» What this task involves:
Starting at the line that has "lookups, and the" and stopping after the line that has "are subscribed into.", reproduce the listing below exactly; omit everything else.

[Start of Attachment]

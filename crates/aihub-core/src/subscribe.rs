//! Operator subscriptions: the `install-operator` flow, packagemanifest
//! lookups, and the listing behind `check-installed`.

use std::path::{Path, PathBuf};

use serde::Deserialize;

use crate::error::{AihubError, Result};
use crate::io;
use crate::kube;
use crate::repo::ManifestRepo;
use crate::runner::{Cmd, CommandRunner};
use crate::step::{run_steps, Step};
use crate::template;

/// ConfigMap recording the cluster's kubectl version for the operators.
pub const INSTALL_CONFIG: &str = "aihub-install-config";

/// Namespace the stack operators are subscribed into.
pub const OPERATOR_NAMESPACE: &str = "operators";

#[derive(Debug, Deserialize)]
struct PackageManifest {
    status: PackageStatus,
}

#[derive(Debug, Deserialize)]
#[serde(rename_all = "camelCase")]
struct PackageStatus {
    channels: Vec<Channel>,
    package_name: String,
    catalog_source: String,
}

#[derive(Debug, Deserialize)]
struct Channel {
    name: String,
}

/// Subscription parameters for one registered operator, as reported by its
/// package manifest.
#[derive(Debug, Clone, PartialEq, Eq)]
pub struct PackageDetails {
    pub channel: String,
    pub package: String,
    pub source: String,
}

pub fn package_details(runner: &dyn CommandRunner, operator: &str) -> Result<PackageDetails> {
    let cmd = Cmd::new("kubectl").args(["get", "packagemanifest", operator, "-o", "yaml"]);
    let result = runner.run_checked(&cmd)?;
    let manifest: PackageManifest =
        serde_yaml::from_str(&result.stdout).map_err(|err| AihubError::UnexpectedOutput {
            command: result.command.clone(),
            detail: err.to_string(),
        })?;
    let channel = manifest
        .status
        .channels
        .first()
        .ok_or_else(|| AihubError::UnexpectedOutput {
            command: result.command.clone(),
            detail: "package manifest declares no channels".to_string(),
        })?;
    Ok(PackageDetails {
        channel: channel.name.clone(),
        package: manifest.status.package_name,
        source: manifest.status.catalog_source,
    })
}

/// Render the subscription template for `operator` into the subscription
/// directory and return the rendered path.
pub fn render_subscription(
    subscription_dir: &Path,
    operator: &str,
    details: &PackageDetails,
) -> Result<PathBuf> {
    let template = std::fs::read_to_string(subscription_dir.join("template.yaml"))?;
    let rendered = template::render(
        &template,
        &[
            ("OPERATOR", operator),
            ("CHANNEL", &details.channel),
            ("PACKAGE", &details.package),
            ("SOURCE", &details.source),
        ],
    );
    let path = subscription_dir.join(format!("{operator}.yaml"));
    io::atomic_write(&path, rendered.as_bytes())?;
    Ok(path)
}

/// Guarded step recording the cluster's kubectl version in a ConfigMap the
/// operators read at install time.
pub fn install_config_step() -> Step {
    Step::call("Record the cluster version for the operators", |runner| {
        let probe = kube::get_in("kubectl", "configmap", INSTALL_CONFIG, OPERATOR_NAMESPACE);
        if runner.run(&probe).map(|r| r.success()).unwrap_or(false) {
            return Ok(());
        }
        let version = kube::server_version(runner)?;
        runner.run_checked(
            &Cmd::new("kubectl")
                .args(["create", "configmap", INSTALL_CONFIG])
                .arg(format!("--from-literal=KUBECTL_VERSION={version}"))
                .args(["-n", OPERATOR_NAMESPACE]),
        )?;
        Ok(())
    })
}

/// Install one registered operator, generating its subscription manifest
/// from the repo template unless one was supplied.
pub fn install_operator(
    runner: &dyn CommandRunner,
    repo: &ManifestRepo,
    operator: &str,
    subscription_file: Option<&Path>,
) -> Result<String> {
    let subscription = match subscription_file {
        Some(path) => path.to_path_buf(),
        None => repo.subscription_dir().join(format!("{operator}.yaml")),
    };

    let mut steps = Vec::new();
    steps.push(Step::checked(
        "Check the operator is registered",
        kube::get("kubectl", "packagemanifest", operator),
    ));
    if subscription_file.is_none() {
        let dir = repo.subscription_dir();
        let operator = operator.to_string();
        steps.push(Step::call("Render the subscription manifest", move |runner| {
            let details = package_details(runner, &operator)?;
            render_subscription(&dir, &operator, &details)?;
            Ok(())
        }));
    }
    steps.push(install_config_step());
    steps.push(Step::checked(
        "Install the operator",
        kube::apply("kubectl", &subscription),
    ));

    run_steps(runner, steps)?;
    Ok(operator.to_string())
}

/// Names of the ClusterServiceVersions installed in `namespace`.
pub fn list_installed(runner: &dyn CommandRunner, namespace: &str) -> Result<Vec<String>> {
    let result = runner.run_checked(
        &Cmd::new("kubectl")
            .args(["get", "clusterserviceversion", "-n", namespace])
            .args(["-o", "custom-columns=NAME:.metadata.name", "--no-headers"]),
    )?;
    Ok(result
        .stdout
        .lines()
        .map(str::trim)
        .filter(|line| !line.is_empty())
        .map(String::from)
        .collect())
}
//! Scripted command runners shared across the crate's tests.

use std::cell::RefCell;
use std::collections::VecDeque;

use crate::error::Result;
use crate::repo::ManifestRepo;
use crate::runner::{Cmd, CommandResult, CommandRunner};

#[derive(Debug, Clone)]
struct Response {
    code: i32,
    stdout: String,
    stderr: String,
}

struct Rule {
    needle: String,
    responses: RefCell<VecDeque<Response>>,
    last: RefCell<Option<Response>>,
}

/// A runner that matches commands against substring rules and replies with
/// scripted results. Rules are tried in registration order; each rule's
/// responses are consumed front to back, repeating the last one when the
/// queue runs dry. Unmatched commands succeed with empty output.
pub(crate) struct MockRunner {
    calls: RefCell<Vec<String>>,
    rules: Vec<Rule>,
}

impl MockRunner {
    pub(crate) fn ok() -> Self {
        Self {
            calls: RefCell::new(Vec::new()),
            rules: Vec::new(),
        }
    }

    pub(crate) fn with_rule(self, needle: &str, code: i32, stdout: &str) -> Self {
        self.push_rule(
            needle,
            vec![Response {
                code,
                stdout: stdout.to_string(),
                stderr: String::new(),
            }],
        )
    }

    pub(crate) fn with_failure(self, needle: &str, code: i32, stderr: &str) -> Self {
        self.push_rule(
            needle,
            vec![Response {
                code,
                stdout: String::new(),
                stderr: stderr.to_string(),
            }],
        )
    }

    pub(crate) fn with_responses(self, needle: &str, responses: Vec<(i32, &str)>) -> Self {
        let responses = responses
            .into_iter()
            .map(|(code, stdout)| Response {
                code,
                stdout: stdout.to_string(),
                stderr: String::new(),
            })
            .collect();
        self.push_rule(needle, responses)
    }

    fn push_rule(mut self, needle: &str, responses: Vec<Response>) -> Self {
        self.rules.push(Rule {
            needle: needle.to_string(),
            responses: RefCell::new(responses.into()),
            last: RefCell::new(None),
        });
        self
    }

    pub(crate) fn calls(&self) -> Vec<String> {
        self.calls.borrow().clone()
    }
}

impl CommandRunner for MockRunner {
    fn run(&self, cmd: &Cmd) -> Result<CommandResult> {
        let rendered = cmd.to_string();
        self.calls.borrow_mut().push(rendered.clone());
        for rule in &self.rules {
            if !rendered.contains(&rule.needle) {
                continue;
            }
            let response = rule
                .responses
                .borrow_mut()
                .pop_front()
                .or_else(|| rule.last.borrow().clone())
                .unwrap_or(Response {
                    code: 0,
                    stdout: String::new(),
                    stderr: String::new(),
                });
            *rule.last.borrow_mut() = Some(response.clone());
            return Ok(CommandResult {
                command: rendered,
                code: response.code,
                stdout: response.stdout,
                stderr: response.stderr,
            });
        }
        Ok(CommandResult {
            command: rendered,
            code: 0,
            stdout: String::new(),
            stderr: String::new(),
        })
    }
}

/// A runner that replies with a fixed sequence of `(code, stdout)` results
/// regardless of the command, repeating the last one when exhausted.
pub(crate) struct SequenceRunner {
    results: RefCell<VecDeque<(i32, String)>>,
    count: RefCell<u32>,
}

impl SequenceRunner {
    pub(crate) fn new<const N: usize>(results: [(i32, &str); N]) -> Self {
        Self {
            results: RefCell::new(
                results
                    .into_iter()
                    .map(|(code, out)| (code, out.to_string()))
                    .collect(),
            ),
            count: RefCell::new(0),
        }
    }

    pub(crate) fn call_count(&self) -> u32 {
        *self.count.borrow()
    }
}

impl CommandRunner for SequenceRunner {
    fn run(&self, cmd: &Cmd) -> Result<CommandResult> {
        *self.count.borrow_mut() += 1;
        let mut results = self.results.borrow_mut();
        let (code, stdout) = if results.len() > 1 {
            results.pop_front().unwrap_or((0, String::new()))
        } else {
            results.front().cloned().unwrap_or((0, String::new()))
        };
        Ok(CommandResult {
            command: cmd.to_string(),
            code,
            stdout,
            stderr: String::new(),
        })
    }
}

/// A manifest repo backed by an empty temp directory, for flow tests.
pub(crate) fn fake_repo() -> ManifestRepo {
    let tempdir = tempfile::TempDir::new().expect("tempdir");
    let repo = ManifestRepo::from_checkout(tempdir);
    std::fs::create_dir_all(repo.kaniko_dir()).expect("kaniko dir");
    repo
}
//! Fixed-interval condition polling.
//!
//! A condition is a command plus a typed expectation over its result. Polling
//! stops as soon as the expectation holds; an exhausted budget is NOT an
//! error — control falls through and the sequence carries on. Cluster
//! readiness is best-effort by design; only checked-run failures abort a run.

use std::time::Duration;

use tracing::debug;

use crate::runner::{Cmd, CommandResult, CommandRunner};

/// Typed completion predicate over a [`CommandResult`].
#[derive(Debug, Clone, PartialEq, Eq)]
pub enum Condition {
    /// The command exits with code 0.
    Succeeds,
    /// Trimmed stdout equals the literal.
    StdoutEquals(String),
    /// The number of non-empty stdout lines equals the count.
    StdoutLineCount(usize),
}

impl Condition {
    pub fn holds(&self, result: &CommandResult) -> bool {
        match self {
            Condition::Succeeds => result.success(),
            Condition::StdoutEquals(expected) => result.stdout.trim() == expected,
            Condition::StdoutLineCount(expected) => {
                let lines = result
                    .stdout
                    .lines()
                    .filter(|line| !line.trim().is_empty())
                    .count();
                lines == *expected
            }
        }
    }
}

/// Poll cadence: fixed interval, bounded attempt count.
#[derive(Debug, Clone, Copy, PartialEq, Eq)]
pub struct Schedule {
    pub interval: Duration,
    pub attempts: u32,
}

impl Schedule {
    pub const fn new(interval: Duration, attempts: u32) -> Self {
        Self { interval, attempts }
    }

    /// 15s x 40 — the budget for operator rollouts and catalog visibility.
    pub const fn standard() -> Self {
        Self::new(Duration::from_secs(15), 40)
    }

    /// 15s x 80 — pod readiness on slower clusters.
    pub const fn extended() -> Self {
        Self::new(Duration::from_secs(15), 80)
    }
}

#[derive(Debug, Clone, Copy, PartialEq, Eq)]
pub enum PollOutcome {
    /// The condition held on the given 1-based attempt.
    Satisfied { attempts: u32 },
    /// The attempt budget ran out without the condition holding.
    Exhausted,
}

impl PollOutcome {
    pub fn satisfied(&self) -> bool {
        matches!(self, PollOutcome::Satisfied { .. })
    }
}

/// Evaluate `condition` against `cmd` once per attempt, sleeping between
/// attempts, until it holds or the budget runs out.
pub fn poll(
    runner: &dyn CommandRunner,
    cmd: &Cmd,
    condition: &Condition,
    schedule: Schedule,
) -> PollOutcome {
    poll_with(runner, cmd, condition, schedule, std::thread::sleep)
}

/// [`poll`] with the sleep injected, so tests never block.
pub fn poll_with(
    runner: &dyn CommandRunner,
    cmd: &Cmd,
    condition: &Condition,
    schedule: Schedule,
    mut sleep: impl FnMut(Duration),
) -> PollOutcome {
    for attempt in 1..=schedule.attempts {
        // A spawn failure is a transient negative signal, same as an unmet
        // condition.
        if let Ok(result) = runner.run(cmd) {
            if condition.holds(&result) {
                return PollOutcome::Satisfied { attempts: attempt };
            }
        }
        if attempt < schedule.attempts {
            sleep(schedule.interval);
        }
    }
    debug!("poll budget exhausted for `{cmd}`, proceeding");
    PollOutcome::Exhausted
}

#[cfg(test)]
mod tests {
    use super::*;
    use crate::testing::SequenceRunner;

    fn probe() -> Cmd {
        Cmd::new("kubectl").args(["get", "packagemanifest", "jupyterlab"])
    }

    #[test]
    fn satisfied_on_kth_attempt_sleeps_k_minus_one_times() {
        let runner = SequenceRunner::new([(1, ""), (1, ""), (0, "")]);
        let mut sleeps = 0;
        let outcome = poll_with(
            &runner,
            &probe(),
            &Condition::Succeeds,
            Schedule::new(Duration::from_secs(15), 40),
            |_| sleeps += 1,
        );
        assert_eq!(outcome, PollOutcome::Satisfied { attempts: 3 });
        assert_eq!(runner.call_count(), 3);
        assert_eq!(sleeps, 2);
    }

    #[test]
    fn first_attempt_success_never_sleeps() {
        let runner = SequenceRunner::new([(0, "")]);
        let mut sleeps = 0;
        let outcome = poll_with(
            &runner,
            &probe(),
            &Condition::Succeeds,
            Schedule::standard(),
            |_| sleeps += 1,
        );
        assert!(outcome.satisfied());
        assert_eq!(sleeps, 0);
    }

    #[test]
    fn exhaustion_evaluates_exactly_max_attempts_and_does_not_error() {
        let runner = SequenceRunner::new([(1, "")]);
        let mut sleeps = 0;
        let outcome = poll_with(
            &runner,
            &probe(),
            &Condition::Succeeds,
            Schedule::new(Duration::from_secs(15), 5),
            |_| sleeps += 1,
        );
        assert_eq!(outcome, PollOutcome::Exhausted);
        assert_eq!(runner.call_count(), 5);
        assert_eq!(sleeps, 4);
    }

    #[test]
    fn stdout_equals_trims_before_comparing() {
        let runner = SequenceRunner::new([(0, "Running\n")]);
        let outcome = poll_with(
            &runner,
            &probe(),
            &Condition::StdoutEquals("Running".into()),
            Schedule::standard(),
            |_| {},
        );
        assert!(outcome.satisfied());
    }

    #[test]
    fn line_count_ignores_blank_lines() {
        let result = CommandResult {
            command: String::new(),
            code: 0,
            stdout: "a\n\nb\nc\n".into(),
            stderr: String::new(),
        };
        assert!(Condition::StdoutLineCount(3).holds(&result));
        assert!(!Condition::StdoutLineCount(4).holds(&result));
    }
}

[End of Attachment]

» Task response:
//! lookups, and the listing behind `check-installed`.

use std::path::{Path, PathBuf};

use serde::Deserialize;

use crate::error::{AihubError, Result};
use crate::io;
use crate::kube;
use crate::repo::ManifestRepo;
use crate::runner::{Cmd, CommandRunner};
use crate::step::{run_steps, Step};
use crate::template;

/// ConfigMap recording the cluster's kubectl version for the operators.
pub const INSTALL_CONFIG: &str = "aihub-install-config";

/// Namespace the stack operators are subscribed into.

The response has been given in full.